Compensation costs for private industry workers in the Atlanta–Athens-Clarke County–Sandy Springs, GA-AL Combined Statistical Area rose by 2.9 percent over the year ending September 2025, according to a report from the U.S. Bureau of Labor Statistics. Regional Commissioner Victoria G. Lee stated that the previous year saw a higher increase of 4.8 percent.
Nationwide, compensation costs increased by 3.5 percent during the same period.
Wages and salaries, which are the largest component of compensation costs, grew by 2.8 percent in Atlanta for the year ending September 2025. In comparison, wages and salaries across the United States went up by 3.6 percent during this time.
Atlanta is one of fifteen metropolitan areas in the country—and one of five in the South—for which locality compensation cost data are collected. Among these large metro areas, annual changes in compensation costs ranged from a high of 5.7 percent in Miami-Port St. Lucie-Fort Lauderdale to a low of 2.1 percent in Detroit-Warren-Ann Arbor as of September 2025. For wage and salary increases specifically, Miami had the largest at 5.9 percent while Washington-Baltimore-Arlington saw the smallest at 1.9 percent.
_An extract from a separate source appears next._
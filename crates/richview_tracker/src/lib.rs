mod log;

pub use log::{LogConfig, init_tracing};
pub use tracing_appender::non_blocking::WorkerGuard;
Within southern metropolitan areas (Dallas-Fort Worth, Houston-Pasadena, Miami, Washington), Atlanta’s annual rise in compensation costs was near the lower end at 2.9 percent; rates among these cities ranged from 5.7 to 2.2 percent over the same period.
The Employment Cost Index (ECI) provides these statistics and measures quarterly changes in employer expenses for wages and benefits independently from shifts in occupational or industrial employment patterns.
Further details on methodology and additional data are available through resources such as the Employment Cost Index website and regional information pages provided by the Bureau of Labor Statistics.
The Atlanta combined statistical area includes counties across Georgia—such as Fulton, DeKalb, Cobb, Gwinnett—and Chambers County in Alabama.